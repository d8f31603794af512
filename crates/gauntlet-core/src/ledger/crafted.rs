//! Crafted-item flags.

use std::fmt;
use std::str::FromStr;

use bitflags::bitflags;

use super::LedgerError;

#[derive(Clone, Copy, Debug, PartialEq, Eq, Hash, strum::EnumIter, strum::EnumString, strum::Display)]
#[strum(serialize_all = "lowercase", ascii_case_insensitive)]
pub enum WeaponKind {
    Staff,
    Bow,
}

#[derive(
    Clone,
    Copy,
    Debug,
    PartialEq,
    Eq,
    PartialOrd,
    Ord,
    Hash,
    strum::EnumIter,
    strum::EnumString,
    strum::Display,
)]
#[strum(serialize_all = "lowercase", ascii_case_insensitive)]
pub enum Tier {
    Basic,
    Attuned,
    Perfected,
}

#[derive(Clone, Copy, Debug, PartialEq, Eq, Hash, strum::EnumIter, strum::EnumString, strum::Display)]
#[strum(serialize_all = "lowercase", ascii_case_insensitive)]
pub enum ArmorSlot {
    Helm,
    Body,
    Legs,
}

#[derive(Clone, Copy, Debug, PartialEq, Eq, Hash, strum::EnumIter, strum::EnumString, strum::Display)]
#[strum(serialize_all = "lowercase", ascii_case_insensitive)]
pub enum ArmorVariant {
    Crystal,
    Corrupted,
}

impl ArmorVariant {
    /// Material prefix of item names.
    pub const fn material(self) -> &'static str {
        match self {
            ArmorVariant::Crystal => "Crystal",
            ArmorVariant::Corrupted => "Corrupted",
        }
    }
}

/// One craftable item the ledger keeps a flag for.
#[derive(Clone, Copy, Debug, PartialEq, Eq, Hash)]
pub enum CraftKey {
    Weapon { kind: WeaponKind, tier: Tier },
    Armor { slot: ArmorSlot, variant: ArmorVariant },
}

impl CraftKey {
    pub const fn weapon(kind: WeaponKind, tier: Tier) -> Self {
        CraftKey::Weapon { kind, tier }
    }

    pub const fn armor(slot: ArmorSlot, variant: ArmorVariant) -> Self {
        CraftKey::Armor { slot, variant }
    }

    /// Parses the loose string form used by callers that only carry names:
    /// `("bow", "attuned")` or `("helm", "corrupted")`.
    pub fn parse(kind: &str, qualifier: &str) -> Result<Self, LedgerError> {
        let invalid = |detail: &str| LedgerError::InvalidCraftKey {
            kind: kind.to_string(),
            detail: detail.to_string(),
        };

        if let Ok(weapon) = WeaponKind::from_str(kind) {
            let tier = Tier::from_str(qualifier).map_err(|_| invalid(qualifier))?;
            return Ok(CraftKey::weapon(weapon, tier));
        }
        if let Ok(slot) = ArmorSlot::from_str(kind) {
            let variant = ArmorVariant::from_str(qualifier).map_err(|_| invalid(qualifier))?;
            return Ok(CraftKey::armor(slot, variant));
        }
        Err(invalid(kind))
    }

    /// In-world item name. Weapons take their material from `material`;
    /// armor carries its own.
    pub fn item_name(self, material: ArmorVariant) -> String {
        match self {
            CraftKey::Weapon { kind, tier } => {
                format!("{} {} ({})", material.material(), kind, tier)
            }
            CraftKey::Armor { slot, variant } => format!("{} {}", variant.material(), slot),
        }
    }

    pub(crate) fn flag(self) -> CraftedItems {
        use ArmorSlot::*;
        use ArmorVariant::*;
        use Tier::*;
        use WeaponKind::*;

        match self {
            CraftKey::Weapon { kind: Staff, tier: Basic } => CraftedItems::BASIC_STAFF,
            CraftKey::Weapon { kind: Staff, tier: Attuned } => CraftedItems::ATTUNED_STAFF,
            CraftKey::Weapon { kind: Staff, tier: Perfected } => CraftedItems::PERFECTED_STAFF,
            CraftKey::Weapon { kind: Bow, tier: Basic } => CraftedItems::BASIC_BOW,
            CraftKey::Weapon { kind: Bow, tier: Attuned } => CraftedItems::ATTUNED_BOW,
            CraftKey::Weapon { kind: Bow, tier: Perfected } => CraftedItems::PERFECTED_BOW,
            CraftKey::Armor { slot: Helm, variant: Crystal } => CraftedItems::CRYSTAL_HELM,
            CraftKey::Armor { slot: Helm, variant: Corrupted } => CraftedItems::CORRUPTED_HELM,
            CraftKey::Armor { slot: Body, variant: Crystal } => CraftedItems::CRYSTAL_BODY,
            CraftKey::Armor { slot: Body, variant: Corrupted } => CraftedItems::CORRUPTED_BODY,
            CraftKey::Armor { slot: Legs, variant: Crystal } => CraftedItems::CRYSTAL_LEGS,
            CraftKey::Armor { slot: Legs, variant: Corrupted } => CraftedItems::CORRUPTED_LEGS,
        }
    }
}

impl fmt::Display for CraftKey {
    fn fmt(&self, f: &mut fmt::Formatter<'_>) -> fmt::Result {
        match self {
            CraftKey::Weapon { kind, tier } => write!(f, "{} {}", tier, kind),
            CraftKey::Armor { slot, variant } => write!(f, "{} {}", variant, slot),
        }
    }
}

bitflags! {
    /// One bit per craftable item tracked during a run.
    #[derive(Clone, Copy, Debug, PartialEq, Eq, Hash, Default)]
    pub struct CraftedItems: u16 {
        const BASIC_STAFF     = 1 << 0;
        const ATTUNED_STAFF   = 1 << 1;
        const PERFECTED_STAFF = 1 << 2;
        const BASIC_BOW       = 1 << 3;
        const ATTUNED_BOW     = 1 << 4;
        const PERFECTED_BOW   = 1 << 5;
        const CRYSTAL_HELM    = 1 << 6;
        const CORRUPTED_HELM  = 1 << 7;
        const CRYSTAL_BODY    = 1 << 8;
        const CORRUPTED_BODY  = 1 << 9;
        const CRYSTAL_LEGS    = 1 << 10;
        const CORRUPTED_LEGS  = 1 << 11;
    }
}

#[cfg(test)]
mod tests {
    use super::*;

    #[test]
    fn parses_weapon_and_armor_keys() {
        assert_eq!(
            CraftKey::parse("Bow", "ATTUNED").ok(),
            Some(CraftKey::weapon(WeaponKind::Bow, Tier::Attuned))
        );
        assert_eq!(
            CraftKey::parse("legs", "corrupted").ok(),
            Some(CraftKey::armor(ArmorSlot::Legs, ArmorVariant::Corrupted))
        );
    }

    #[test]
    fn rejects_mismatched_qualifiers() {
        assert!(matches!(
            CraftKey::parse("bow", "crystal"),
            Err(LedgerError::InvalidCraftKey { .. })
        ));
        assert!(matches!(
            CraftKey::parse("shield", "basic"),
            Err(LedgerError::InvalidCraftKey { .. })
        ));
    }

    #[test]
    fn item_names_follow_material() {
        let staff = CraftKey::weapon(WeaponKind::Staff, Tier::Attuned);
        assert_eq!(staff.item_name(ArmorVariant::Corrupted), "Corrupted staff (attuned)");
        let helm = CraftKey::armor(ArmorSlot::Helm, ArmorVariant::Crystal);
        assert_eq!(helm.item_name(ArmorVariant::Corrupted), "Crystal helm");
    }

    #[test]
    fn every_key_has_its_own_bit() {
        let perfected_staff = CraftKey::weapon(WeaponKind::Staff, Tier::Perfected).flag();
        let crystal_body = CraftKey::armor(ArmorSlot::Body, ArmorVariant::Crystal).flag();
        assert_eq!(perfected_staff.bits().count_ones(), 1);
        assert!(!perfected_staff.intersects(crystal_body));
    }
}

+--

*About this task*
Starting at the line that holds "use super::*;", retype each line exactly through the end of the entries, both ends included.

*Written answer*
    use super::*;

    #[test]
    fn parses_weapon_and_armor_keys() {
        assert_eq!(
            CraftKey::parse("Bow", "ATTUNED").ok(),
            Some(CraftKey::weapon(WeaponKind::Bow, Tier::Attuned))
        );
        assert_eq!(
            CraftKey::parse("legs", "corrupted").ok(),
            Some(CraftKey::armor(ArmorSlot::Legs, ArmorVariant::Corrupted))
        );
    }

    #[test]
    fn rejects_mismatched_qualifiers() {
        assert!(matches!(
            CraftKey::parse("bow", "crystal"),
            Err(LedgerError::InvalidCraftKey { .. })
        ));
        assert!(matches!(
            CraftKey::parse("shield", "basic"),
            Err(LedgerError::InvalidCraftKey { .. })
        ));
    }

    #[test]
    fn item_names_follow_material() {
        let staff = CraftKey::weapon(WeaponKind::Staff, Tier::Attuned);
        assert_eq!(staff.item_name(ArmorVariant::Corrupted), "Corrupted staff (attuned)");
        let helm = CraftKey::armor(ArmorSlot::Helm, ArmorVariant::Crystal);
        assert_eq!(helm.item_name(ArmorVariant::Corrupted), "Crystal helm");
    }

    #[test]
    fn every_key_has_its_own_bit() {
        let perfected_staff = CraftKey::weapon(WeaponKind::Staff, Tier::Perfected).flag();
        let crystal_body = CraftKey::armor(ArmorSlot::Body, ArmorVariant::Crystal).flag();
        assert_eq!(perfected_staff.bits().count_ones(), 1);
        assert!(!perfected_staff.intersects(crystal_body));
    }
}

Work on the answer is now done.